START EXERCISE DATA

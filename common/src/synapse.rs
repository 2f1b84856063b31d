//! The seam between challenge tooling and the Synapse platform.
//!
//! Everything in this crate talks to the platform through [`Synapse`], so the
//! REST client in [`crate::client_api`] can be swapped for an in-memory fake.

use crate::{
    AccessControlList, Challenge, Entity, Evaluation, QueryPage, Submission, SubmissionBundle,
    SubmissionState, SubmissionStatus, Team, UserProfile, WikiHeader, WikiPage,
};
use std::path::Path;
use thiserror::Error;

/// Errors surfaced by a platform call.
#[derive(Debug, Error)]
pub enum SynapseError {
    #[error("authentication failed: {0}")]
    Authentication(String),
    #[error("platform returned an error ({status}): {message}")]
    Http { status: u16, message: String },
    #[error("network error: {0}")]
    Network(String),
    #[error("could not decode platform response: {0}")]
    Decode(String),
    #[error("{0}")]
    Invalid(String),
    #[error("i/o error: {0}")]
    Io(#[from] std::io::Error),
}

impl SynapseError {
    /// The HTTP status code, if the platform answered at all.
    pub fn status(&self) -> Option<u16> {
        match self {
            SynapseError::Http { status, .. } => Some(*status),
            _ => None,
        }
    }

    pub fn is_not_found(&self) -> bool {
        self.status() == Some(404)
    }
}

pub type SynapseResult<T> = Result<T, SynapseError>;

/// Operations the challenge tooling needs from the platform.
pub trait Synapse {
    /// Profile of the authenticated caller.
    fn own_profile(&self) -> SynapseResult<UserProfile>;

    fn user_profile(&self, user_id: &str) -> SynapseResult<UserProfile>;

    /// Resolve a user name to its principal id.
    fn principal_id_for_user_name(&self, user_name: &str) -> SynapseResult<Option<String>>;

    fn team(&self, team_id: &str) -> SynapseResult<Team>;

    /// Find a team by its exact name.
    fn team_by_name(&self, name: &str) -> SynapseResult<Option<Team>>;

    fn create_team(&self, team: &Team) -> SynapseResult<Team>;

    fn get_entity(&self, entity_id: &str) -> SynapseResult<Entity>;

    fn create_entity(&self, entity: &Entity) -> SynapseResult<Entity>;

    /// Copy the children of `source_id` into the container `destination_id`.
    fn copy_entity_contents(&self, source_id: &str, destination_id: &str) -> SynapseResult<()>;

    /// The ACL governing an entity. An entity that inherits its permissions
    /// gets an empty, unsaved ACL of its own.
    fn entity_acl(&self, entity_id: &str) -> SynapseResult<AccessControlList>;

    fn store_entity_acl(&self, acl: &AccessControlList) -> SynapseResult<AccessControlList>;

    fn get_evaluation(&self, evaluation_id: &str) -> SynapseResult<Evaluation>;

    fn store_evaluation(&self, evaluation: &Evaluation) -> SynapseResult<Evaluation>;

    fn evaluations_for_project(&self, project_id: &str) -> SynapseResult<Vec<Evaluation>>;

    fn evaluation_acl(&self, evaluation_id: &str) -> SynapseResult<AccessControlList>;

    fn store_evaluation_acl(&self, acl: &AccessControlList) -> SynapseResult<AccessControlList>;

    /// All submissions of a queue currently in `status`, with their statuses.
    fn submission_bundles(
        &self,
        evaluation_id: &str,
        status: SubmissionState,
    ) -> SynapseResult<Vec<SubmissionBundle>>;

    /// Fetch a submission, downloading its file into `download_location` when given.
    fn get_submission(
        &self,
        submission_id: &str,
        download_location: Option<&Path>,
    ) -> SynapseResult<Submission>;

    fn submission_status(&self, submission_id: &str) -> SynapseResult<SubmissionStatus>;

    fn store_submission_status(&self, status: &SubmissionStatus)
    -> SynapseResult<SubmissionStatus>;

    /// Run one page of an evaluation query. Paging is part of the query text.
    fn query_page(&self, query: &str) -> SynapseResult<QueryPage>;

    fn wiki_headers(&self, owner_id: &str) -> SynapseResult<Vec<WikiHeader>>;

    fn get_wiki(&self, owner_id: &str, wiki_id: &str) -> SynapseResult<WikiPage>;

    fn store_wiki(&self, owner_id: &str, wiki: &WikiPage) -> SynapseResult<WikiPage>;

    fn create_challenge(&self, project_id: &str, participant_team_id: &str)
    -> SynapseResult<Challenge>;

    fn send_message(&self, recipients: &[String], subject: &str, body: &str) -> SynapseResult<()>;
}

END EXERCISE DATA
START EXERCISE DATA

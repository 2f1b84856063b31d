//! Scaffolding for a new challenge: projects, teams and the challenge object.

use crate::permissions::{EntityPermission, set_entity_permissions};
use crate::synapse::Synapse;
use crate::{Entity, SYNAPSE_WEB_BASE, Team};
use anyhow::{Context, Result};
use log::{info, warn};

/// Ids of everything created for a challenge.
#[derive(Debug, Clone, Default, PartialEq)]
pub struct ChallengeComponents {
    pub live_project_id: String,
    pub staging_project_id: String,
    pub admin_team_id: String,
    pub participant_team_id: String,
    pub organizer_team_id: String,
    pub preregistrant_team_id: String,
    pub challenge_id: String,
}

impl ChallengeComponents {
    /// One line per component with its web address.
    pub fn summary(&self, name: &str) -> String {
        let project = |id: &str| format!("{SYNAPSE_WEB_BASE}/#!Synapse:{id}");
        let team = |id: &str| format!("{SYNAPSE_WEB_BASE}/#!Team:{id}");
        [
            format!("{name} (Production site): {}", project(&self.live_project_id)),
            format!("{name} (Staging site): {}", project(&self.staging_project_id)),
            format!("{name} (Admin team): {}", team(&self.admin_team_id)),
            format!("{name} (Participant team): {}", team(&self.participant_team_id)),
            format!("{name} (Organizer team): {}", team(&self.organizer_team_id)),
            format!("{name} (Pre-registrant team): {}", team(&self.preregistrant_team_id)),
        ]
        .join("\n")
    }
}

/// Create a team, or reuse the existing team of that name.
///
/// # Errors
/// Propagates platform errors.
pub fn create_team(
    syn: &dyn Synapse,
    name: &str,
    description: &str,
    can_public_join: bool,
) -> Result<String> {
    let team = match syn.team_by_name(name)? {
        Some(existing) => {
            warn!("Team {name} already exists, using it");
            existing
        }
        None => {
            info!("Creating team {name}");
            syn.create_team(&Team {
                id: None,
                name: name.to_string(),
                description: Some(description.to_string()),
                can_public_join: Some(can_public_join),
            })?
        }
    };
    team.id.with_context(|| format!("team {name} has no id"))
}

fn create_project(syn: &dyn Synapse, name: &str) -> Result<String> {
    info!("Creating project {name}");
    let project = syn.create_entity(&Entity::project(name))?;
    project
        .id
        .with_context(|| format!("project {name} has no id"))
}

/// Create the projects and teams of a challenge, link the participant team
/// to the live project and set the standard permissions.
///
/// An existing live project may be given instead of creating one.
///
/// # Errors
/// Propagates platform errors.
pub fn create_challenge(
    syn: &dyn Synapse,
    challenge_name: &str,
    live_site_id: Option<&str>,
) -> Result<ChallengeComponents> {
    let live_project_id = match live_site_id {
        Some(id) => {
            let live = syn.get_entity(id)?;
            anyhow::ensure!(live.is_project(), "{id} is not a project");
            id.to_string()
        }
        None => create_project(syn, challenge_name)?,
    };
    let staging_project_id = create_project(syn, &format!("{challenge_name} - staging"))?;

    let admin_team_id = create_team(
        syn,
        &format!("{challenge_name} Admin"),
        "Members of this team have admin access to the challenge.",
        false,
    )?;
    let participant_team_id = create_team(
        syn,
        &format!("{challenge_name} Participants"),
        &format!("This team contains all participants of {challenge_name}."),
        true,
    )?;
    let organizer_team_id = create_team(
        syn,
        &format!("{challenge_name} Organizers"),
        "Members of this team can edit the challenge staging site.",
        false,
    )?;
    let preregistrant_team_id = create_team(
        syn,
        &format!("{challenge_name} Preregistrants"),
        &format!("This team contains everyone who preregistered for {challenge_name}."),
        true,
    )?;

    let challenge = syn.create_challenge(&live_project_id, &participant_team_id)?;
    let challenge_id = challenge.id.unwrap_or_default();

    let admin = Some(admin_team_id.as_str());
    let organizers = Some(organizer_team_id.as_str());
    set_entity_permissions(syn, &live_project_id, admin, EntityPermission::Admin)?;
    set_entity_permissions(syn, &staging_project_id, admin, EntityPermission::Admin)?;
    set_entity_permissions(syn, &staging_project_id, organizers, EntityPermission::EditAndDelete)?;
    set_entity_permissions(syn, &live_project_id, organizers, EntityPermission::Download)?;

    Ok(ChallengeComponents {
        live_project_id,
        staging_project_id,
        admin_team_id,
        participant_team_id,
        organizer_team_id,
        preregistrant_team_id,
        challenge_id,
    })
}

END EXERCISE DATA

> [WORK TO COMPLETE]
Beginning with the line above that contains "filename common/src/synapse.rs", copy each line exactly up to and including the line that contains "pub fn is_not_found(&self)", and go no further.

> [REPLY]
filename common/src/synapse.rs
repository 2f1b84856063b31d
//! The seam between challenge tooling and the Synapse platform.
//!
//! Everything in this crate talks to the platform through [`Synapse`], so the
//! REST client in [`crate::client_api`] can be swapped for an in-memory fake.

use crate::{
    AccessControlList, Challenge, Entity, Evaluation, QueryPage, Submission, SubmissionBundle,
    SubmissionState, SubmissionStatus, Team, UserProfile, WikiHeader, WikiPage,
};
use std::path::Path;
use thiserror::Error;

/// Errors surfaced by a platform call.
#[derive(Debug, Error)]
pub enum SynapseError {
    #[error("authentication failed: {0}")]
    Authentication(String),
    #[error("platform returned an error ({status}): {message}")]
    Http { status: u16, message: String },
    #[error("network error: {0}")]
    Network(String),
    #[error("could not decode platform response: {0}")]
    Decode(String),
    #[error("{0}")]
    Invalid(String),
    #[error("i/o error: {0}")]
    Io(#[from] std::io::Error),
}

impl SynapseError {
    /// The HTTP status code, if the platform answered at all.
    pub fn status(&self) -> Option<u16> {
        match self {
            SynapseError::Http { status, .. } => Some(*status),
            _ => None,
        }
    }

    pub fn is_not_found(&self) -> bool {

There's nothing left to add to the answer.